As guaribas faziam a
festa lá longe, enquanto Juca do Panga, de cócoras numa raiz de mututizeiro,
caniço na mão, pescava alguns matupiris no poção, que ficava logo abaixo do
porto, onde o miritizeiro, preso pelos marás ia lá fora. Ao seu lado um caniço
feito de jiniporana fincado no tijuco, mantinha n’água uma linha mais grossa
com uma anzol bem estrovado, vai que um peixe purrudo estivesse mariscando por
ali! Nunca se sabe. A maré estava pra repontar e aproximava-se a hora dos
peixes começarem a bater.
Seu Belarmino, sentado
na beira do jirau, limpava umas talas de jupati pra fazer funil para uns
matapís que tecera e como ainda tinha um resto de coco com farinha pra fazer as
poquecas, precisava terminar aqueles matapís para espalhar pelo igarapé, mesmo
sabendo que camarão estava vasqueiro.
Dona Fuluca, cuia na
mão, não parava de chamar os xerimbabos para contagem e assim verificar se o
gavião ou sucuriju não devorou um pinto ou um patinho. Pretinha, a bacurota,
fuçava no coroçal, levantando uma imissidade de mucuim.
No fogão, a panela
tisnada guardava só um caldo de peixe que sobrara do almoço; na lata de farinha
só restava cuí, impróprio para um bom chibé, talvez desse pra fazer um caribé
ou, quando muito, um mingau pateta. No pasto, o açaí ainda estava paró. A boca
da noite se aproximava e a janta não estava garantida.
- Peguei!
Era o Juca anunciando
que fisgara um peixe no anzol maior.
- O que já é antão
piqueno? – disse D.Fuluca.
- É um tebeira de um
jacundá-piranga, disse Juca.
Após um tempo de luta,
o jacundá foi dominado e levado para cima de uma ponta de tijuco que ficava
próximo, assustando os sararás que mariscavam por ali.
- Cuidado com o
istrepe nu pé e num me perde o pexe porque huje parece que o jucuraru passu
pelo fugão!
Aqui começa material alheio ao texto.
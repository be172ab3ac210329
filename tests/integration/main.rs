//! Integration test binary -- all integration tests consolidated into a single
//! binary to reduce link time.
//!
//! See the matklad pattern: <https://matklad.github.io/2021/02/27/delete-cargo-integration-tests.html>

// Allow unwrap/expect in test code
#![allow(clippy::unwrap_used, clippy::expect_used)]

mod helpers;

mod config_roundtrip;
mod conversation_flow;
mod openai_backend;
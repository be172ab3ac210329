//! OpenAI-compatible backend against a mock SSE server.

use colloquy::backend::{Backend, OpenAiBackend};
use colloquy::{ConversationError, Message};
use futures_util::StreamExt;
use serde_json::json;
use tokio_util::sync::CancellationToken;
use wiremock::matchers::{body_partial_json, header, method, path};
use wiremock::{Mock, MockServer, ResponseTemplate};

use crate::helpers::{backend_config, sse_body};

async fn collect(backend: &OpenAiBackend, history: &[Message]) -> colloquy::Result<Vec<String>> {
    let stream = backend.generate(history, CancellationToken::new()).await?;
    stream.collect::<Vec<_>>().await.into_iter().collect()
}

#[tokio::test]
async fn streams_content_fragments_in_order() {
    let server = MockServer::start().await;
    Mock::given(method("POST"))
        .and(path("/v1/chat/completions"))
        .respond_with(
            ResponseTemplate::new(200).set_body_string(sse_body(&["Ava [wa", "rm]: Hel", "lo"])),
        )
        .expect(1)
        .mount(&server)
        .await;

    let backend = OpenAiBackend::new(&backend_config(&server)).unwrap();
    let fragments = collect(&backend, &[Message::user("User: hi")]).await.unwrap();
    assert_eq!(fragments, vec!["Ava [wa", "rm]: Hel", "lo"]);
}

#[tokio::test]
async fn request_carries_history_model_and_auth() {
    let server = MockServer::start().await;
    Mock::given(method("POST"))
        .and(path("/v1/chat/completions"))
        .and(header("authorization", "Bearer sk-test"))
        .and(body_partial_json(json!({
            "model": "test-model",
            "stream": true,
            "messages": [
                {"role": "system", "content": "be brief"},
                {"role": "user", "content": "User: hi"},
                {"role": "assistant", "content": "Ava: hello"}
            ]
        })))
        .respond_with(ResponseTemplate::new(200).set_body_string(sse_body(&[])))
        .expect(1)
        .mount(&server)
        .await;

    let backend = OpenAiBackend::new(&backend_config(&server)).unwrap();
    let history = [
        Message::system("be brief"),
        Message::user("User: hi"),
        Message::assistant("Ava: hello"),
    ];
    let fragments = collect(&backend, &history).await.unwrap();
    assert!(fragments.is_empty());
}

#[tokio::test]
async fn http_errors_become_backend_errors() {
    let server = MockServer::start().await;
    Mock::given(method("POST"))
        .respond_with(
            ResponseTemplate::new(401)
                .set_body_json(json!({"error": {"message": "invalid api key"}})),
        )
        .mount(&server)
        .await;

    let backend = OpenAiBackend::new(&backend_config(&server)).unwrap();
    let err = match backend
        .generate(&[Message::user("hi")], CancellationToken::new())
        .await
    {
        Ok(_) => panic!("expected an authentication failure"),
        Err(e) => e,
    };
    assert!(matches!(err, ConversationError::Backend(_)));
    assert!(err.to_string().contains("invalid api key"));
}

#[tokio::test]
async fn error_chunk_mid_stream_ends_with_error() {
    let server = MockServer::start().await;
    let body = "data: {\"choices\":[{\"delta\":{\"content\":\"Ava: \"}}]}\n\n\
                data: {\"error\":{\"message\":\"model overloaded\"}}\n\n";
    Mock::given(method("POST"))
        .respond_with(ResponseTemplate::new(200).set_body_string(body))
        .mount(&server)
        .await;

    let backend = OpenAiBackend::new(&backend_config(&server)).unwrap();
    let err = collect(&backend, &[Message::user("hi")]).await.unwrap_err();
    assert!(err.to_string().contains("model overloaded"));
}

#[tokio::test]
async fn cancelled_token_stops_generation() {
    let server = MockServer::start().await;
    Mock::given(method("POST"))
        .respond_with(ResponseTemplate::new(200).set_body_string(sse_body(&["never"])))
        .mount(&server)
        .await;

    let backend = OpenAiBackend::new(&backend_config(&server)).unwrap();
    let cancel = CancellationToken::new();
    cancel.cancel();
    let result = backend.generate(&[Message::user("hi")], cancel).await;
    assert!(result.is_err_and(|e| e.is_cancelled()));
}
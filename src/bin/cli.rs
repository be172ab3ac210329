//! CLI binary for colloquy.

use std::io::Write;
use std::path::{Path, PathBuf};
use std::sync::Arc;
use std::time::Duration;

use anyhow::Context;
use async_trait::async_trait;
use clap::{Parser, Subcommand};
use colloquy::backend::OpenAiBackend;
use colloquy::reaction::{PronunciationSpeaker, ShellRunner, SpeechOutcome, SpeechSink};
use colloquy::{ColloquyConfig, ConversationCoordinator, DialogueTurn};
use tokio::io::AsyncBufReadExt;
use tokio_stream::StreamExt;
use tokio_stream::wrappers::LinesStream;
use tokio_util::sync::CancellationToken;
use tracing::{error, info};
use tracing_subscriber::EnvFilter;

/// Delay between printed characters, so new input can interrupt speech.
const TYPE_DELAY: Duration = Duration::from_millis(12);

/// Colloquy: streaming conversational core in the terminal.
#[derive(Parser)]
#[command(name = "colloquy", version, about)]
struct Cli {
    /// Path to TOML configuration file.
    #[arg(short, long)]
    config: Option<PathBuf>,

    /// Subcommand to run.
    #[command(subcommand)]
    command: Option<Command>,
}

/// Available commands.
#[derive(Subcommand)]
enum Command {
    /// Chat from stdin; each new line interrupts the reply in progress.
    Chat,

    /// Write the default configuration file.
    InitConfig {
        /// Overwrite an existing file.
        #[arg(long)]
        force: bool,
    },
}

#[tokio::main]
async fn main() -> anyhow::Result<()> {
    let cli = Cli::parse();
    let path = cli
        .config
        .clone()
        .unwrap_or_else(ColloquyConfig::default_config_path);

    match cli.command.unwrap_or(Command::Chat) {
        Command::InitConfig { force } => init_config(&path, force),
        Command::Chat => {
            let config = load_config(&path, cli.config.is_some())?;
            // RUST_LOG wins over the configured filter.
            tracing_subscriber::fmt()
                .with_env_filter(
                    EnvFilter::try_from_default_env()
                        .unwrap_or_else(|_| EnvFilter::new(&config.logging.filter)),
                )
                .with_writer(std::io::stderr)
                .init();
            run_chat(config).await
        }
    }
}

/// Load `path`; a missing default path falls back to built-in defaults.
fn load_config(path: &Path, explicit: bool) -> anyhow::Result<ColloquyConfig> {
    if explicit || path.exists() {
        ColloquyConfig::from_file(path)
            .with_context(|| format!("failed to load config from {}", path.display()))
    } else {
        Ok(ColloquyConfig::default())
    }
}

fn init_config(path: &Path, force: bool) -> anyhow::Result<()> {
    if path.exists() && !force {
        anyhow::bail!(
            "{} already exists (use --force to overwrite)",
            path.display()
        );
    }
    ColloquyConfig::default()
        .save_to_file(path)
        .with_context(|| format!("failed to write {}", path.display()))?;
    println!("Wrote default config to {}", path.display());
    Ok(())
}

async fn run_chat(config: ColloquyConfig) -> anyhow::Result<()> {
    println!("Colloquy v{}", env!("CARGO_PKG_VERSION"));

    let backend = Arc::new(OpenAiBackend::new(&config.backend)?);
    let speaker = Arc::new(PronunciationSpeaker::from_config(
        TerminalSink,
        &config.speech,
    )?);
    let runner = Arc::new(ShellRunner::new(&config.execution));
    let coordinator = Arc::new(ConversationCoordinator::new(
        config.conversation.clone(),
        backend,
        speaker,
        runner,
    ));

    // Handle Ctrl+C
    let shutdown = CancellationToken::new();
    let shutdown_clone = shutdown.clone();
    tokio::spawn(async move {
        if tokio::signal::ctrl_c().await.is_ok() {
            info!("received Ctrl+C, shutting down...");
            shutdown_clone.cancel();
        }
    });

    if !config.execution.enabled {
        println!("Code execution is disabled; enable [execution] in the config to run code.");
    }
    println!("\nReady! Type a message and press Enter. Ctrl+C or Ctrl+D to quit.\n");

    let mut lines = LinesStream::new(tokio::io::BufReader::new(tokio::io::stdin()).lines());
    let mut in_flight: Option<tokio::task::JoinHandle<()>> = None;

    loop {
        let line = tokio::select! {
            () = shutdown.cancelled() => {
                coordinator.cancel_active();
                break;
            }
            line = lines.next() => line,
        };
        let Some(line) = line else { break };
        let line = line?;
        let line = line.trim().to_owned();
        if line.is_empty() {
            continue;
        }

        let coordinator = Arc::clone(&coordinator);
        in_flight = Some(tokio::spawn(async move {
            match coordinator.submit(&line, true).await {
                Ok(()) => {}
                Err(e) if e.is_cancelled() => {}
                Err(e) => error!(code = e.code(), "conversation failed: {e}"),
            }
        }));
    }

    // Let the last reply finish after stdin closes.
    if let Some(handle) = in_flight
        && !shutdown.is_cancelled()
    {
        tokio::select! {
            () = shutdown.cancelled() => coordinator.cancel_active(),
            _ = handle => {}
        }
    }

    Ok(())
}

/// Prints dialogue character by character, stopping when interrupted.
struct TerminalSink;

#[async_trait]
impl SpeechSink for TerminalSink {
    async fn say(
        &self,
        turn: &DialogueTurn,
        text: &str,
        cancel: CancellationToken,
    ) -> colloquy::Result<SpeechOutcome> {
        let mut out = std::io::stdout();
        match &turn.mood {
            Some(mood) => write!(out, "{} [{mood}]: ", turn.speaker)?,
            None => write!(out, "{}: ", turn.speaker)?,
        }

        for (spoken_chars, c) in text.chars().enumerate() {
            tokio::select! {
                biased;
                () = cancel.cancelled() => {
                    writeln!(out, " ...")?;
                    return Ok(SpeechOutcome::Interrupted { spoken_chars });
                }
                () = tokio::time::sleep(TYPE_DELAY) => {}
            }
            write!(out, "{c}")?;
            out.flush()?;
        }
        writeln!(out)?;
        Ok(SpeechOutcome::Completed)
    }
}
Recomendou D. Fuluca.
O peixe foi pro
paneiro de jacitara que Juca levara com as iscas, a janta estava garantida.
Juca se dirigiu pra
casa e entregou o peixe pra D. Fuluca que foi em direção ao jirau para preparar,
enquanto Juca, pegou o machado para tirar algumas achas de lenha para preparar
o fogo para fazer o moqueado.
Seu Belarmino terminara
de iscar os matapís e se preparava para sair,
porém, antes, pegou o remo, a poronga pois a noite não tardaria e um terçado
que estava enfiado na palha e foi espalhar os matapís.
- Belarmino, num
demora porque logo, logo o pexe está muqueado e cumer pexe frio num é bom – alertou
D. Fuluca.
Seu Belarmino saiu.
Juca e D. Fuluca
ficaram cuidando do moquém e aprontando o peixe, sem pressa, para esperar seu
Belarmino que não tardou muito, pois eram só cinco matapís.
Seu Belarmino já
chegou banhado, pois aproveitou para dar um mergulho no porto e, por causa
disso, levou uma pequena descompustura de D Fuluca:
- Mas Belarmino, num
me diz que tu tumaste banho no porto uma hora destas? - Sim, dei um mergulho.
– Mas tu num sabes que
a Mãe D’Água se incomoda cum barulho esta hora e pode te fazer argum mar? É, mas Ela sabe da minha
necessidade, me perdoa. Respondeu seu Belarmino.
Juca, que estava na
ilharga do moquém avisou: - Tá pronto!
- Antão vamos cumer,
disse D. Fuluca, que pegou os pratos que estavam num petisqueiro juntamente com
as colheres e espalhou no assoalho. Juca botou o peixe num xarão e levou para o
meio da mesa posta e seu Belarmino, dirigiu-se para a lata para pegar a
farinha. Mas quando meteu a cuia e viu que só tinha cuí, disse: -Mas acabou a
farinha? D. Fuluca respondeu: - Acabu, só tem isti cuí.
Juca lembrou do ditado
que diz: em casa de pobre, quando tem carne falta farinha. No que D. Fuluca
retrucou: - Mas piqueno, te dê por abençoado, quantas bucas num tão querendo uma
bucada de cumer e não têm! Nós que temos, devemos agradecer a Deus e vamu cumer
assim mesmo e depois procurar a rede.